4. RESULTS
In this section, the performance of the Gaussian and Gamma distributions
are analyzed alongside the Root Transform Local Linear Regression method
and two Kernel Density models with 2 different bandwidths. First,
electric load data from commercial enterprise site with single-tariff is
fit with the models and the models are assessed. We, then, repeat the
analysis on electric load data from all 2446 enterprise and residential
locations.
Fig 4. shows the histograms for both train and test electric load
datasets fit with all 5 models. Visually the RTLLR model seems to fit
the data best followed by the two KDE models & then parametric
distributions. This finding is also supported by the results in Tables 1
and 2 where the following observations can be made:
- RMSE and MAE values are lower for the RTLLR model then follows the KDE
models and last parametric models.
- The \(R^{2}\) values for RTLLR are the highest followed by the KDE
models then the parametric distributions
- RTLLR is the only model that fails to reject the null hypothesis for
the KS test.
In the remainder of this section, the performance of the parametric and
nonparametric models is evaluated by the test RMSE and Train KS test
p-values of all enterprise and residential sites.

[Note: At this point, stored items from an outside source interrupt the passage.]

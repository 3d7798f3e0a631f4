//! `routefinder route` and `routefinder compare`.

use anyhow::{Context, Result};
use clap::Args;

use routefinder_lib::path::{DEFAULT_ENUMERATION_MAX_DEPTH, DEFAULT_MAX_PATHS};
use routefinder_lib::{
    compare_routes, plan_route, NodeIndex, RouteMode, RouteRequest, RouteSummary,
};

use crate::commands::{parse_point, snap, GraphArgs};
use crate::output::{emit, CompareReport, Endpoint, OutputFormat, RouteReport};

/// Start and destination coordinates shared by `route` and `compare`.
#[derive(Args, Debug, Clone)]
pub struct EndpointArgs {
    /// Start coordinate as `lon,lat`.
    #[arg(long, value_parser = parse_point, allow_hyphen_values = true)]
    pub from: [f64; 2],

    /// Destination coordinate as `lon,lat`.
    #[arg(long, value_parser = parse_point, allow_hyphen_values = true)]
    pub to: [f64; 2],
}

#[derive(Args, Debug, Clone)]
pub struct RouteArgs {
    #[command(flatten)]
    pub endpoints: EndpointArgs,

    /// shortest, minsteps or all.
    #[arg(long, default_value_t = RouteMode::Shortest, value_parser = parse_mode)]
    pub mode: RouteMode,

    /// Search algorithm override: bfs, dijkstra or dfs.
    #[arg(long = "alg")]
    pub algorithm: Option<String>,

    /// Upper bound on alternatives returned in `all` mode.
    #[arg(long, default_value_t = DEFAULT_MAX_PATHS)]
    pub max_paths: usize,

    /// Longest alternative considered in `all` mode, in nodes.
    #[arg(long, default_value_t = DEFAULT_ENUMERATION_MAX_DEPTH)]
    pub max_depth: usize,

    /// Weight bound for `all` mode, in metres. Defaults to 1.5 times the
    /// shortest distance.
    #[arg(long)]
    pub max_weight: Option<f64>,
}

fn parse_mode(value: &str) -> std::result::Result<RouteMode, String> {
    value.parse::<RouteMode>().map_err(|err| err.to_string())
}

struct SnappedPair {
    from: Endpoint,
    to: Endpoint,
}

fn snap_pair(
    graph: &routefinder_lib::Graph,
    endpoints: &EndpointArgs,
) -> Result<SnappedPair> {
    let index = NodeIndex::build(graph);
    let from = snap(graph, &index, endpoints.from).context("failed to snap --from")?;
    let to = snap(graph, &index, endpoints.to).context("failed to snap --to")?;
    Ok(SnappedPair { from, to })
}

pub fn handle_route(graph_args: &GraphArgs, args: &RouteArgs, format: OutputFormat) -> Result<()> {
    let loaded = graph_args.load()?;
    let graph = &loaded.graph;
    let SnappedPair { from, to } = snap_pair(graph, &args.endpoints)?;

    let mut request = RouteRequest::new(from.node, to.node, args.mode)
        .with_max_paths(args.max_paths)
        .with_max_depth(args.max_depth);
    if let Some(algorithm) = &args.algorithm {
        request = request.with_algorithm(algorithm.as_str());
    }
    if let Some(max_weight) = args.max_weight {
        request = request.with_max_weight(max_weight);
    }

    let plan = plan_route(graph, &request).context("route planning failed")?;
    let report = RouteReport {
        from,
        to,
        summary: RouteSummary::from_plan(graph, &plan),
    };
    emit(format, &report)
}

pub fn handle_compare(
    graph_args: &GraphArgs,
    args: &EndpointArgs,
    format: OutputFormat,
) -> Result<()> {
    let loaded = graph_args.load()?;
    let graph = &loaded.graph;
    let SnappedPair { from, to } = snap_pair(graph, args)?;

    let plans = compare_routes(graph, from.node, to.node).context("route comparison failed")?;
    let report = CompareReport {
        from,
        to,
        results: plans
            .iter()
            .map(|plan| RouteSummary::from_plan(graph, plan))
            .collect(),
    };
    emit(format, &report)
}

#[cfg(test)]
mod tests {
    use super::*;

    #[test]
    fn mode_parser_rejects_unknown_modes() {
        assert_eq!(parse_mode("minsteps").unwrap(), RouteMode::MinSteps);
        let err = parse_mode("scenic").unwrap_err();
        assert!(err.contains("unknown mode 'scenic'"));
    }
}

The left panel of Fig
5. presents the average scores of each model according to a score system
from 1 to 5, 1 for the model with the highest Test RMSE and 5 the one
with the least. The right panel of Fig. 5 displays a box plot for the
relative percentage test RMSE improvement of the RTLLR, two KDE and
Gamma models with the Gaussian model. The results show that RTLLR almost
always outperforms all the models and has a significant average relative
percentage improvement (around 80%) with respect to the Gaussian
distribution. The 2 KDE models also show promising results with average
relative percentage improvement (around 50%) to the Gaussian
distribution. However, the Gamma distribution while overall
outperforming the Gaussian distribution, around 30% average percentage
improvement, seems to be unreliable as it underperforms significantly in
multiple location, as seen in the numerous outliers below the bottom
whisker.
Fig 6. shows the train KS test p-values of all enterprise and
residential sites. The figure suggests that electric load data does not
seem to be distributed by a Gaussian nor a Gamma distribution since they
reject the KS test null hypothesis for all sites (i.e. p-values are less
than 0.01). The 2 KDE models do seem to be a good fit for a small number
of locations. However, the RTLLR looks more promising as it does well in
a good number of the locations and attains the highest p-values in our
study.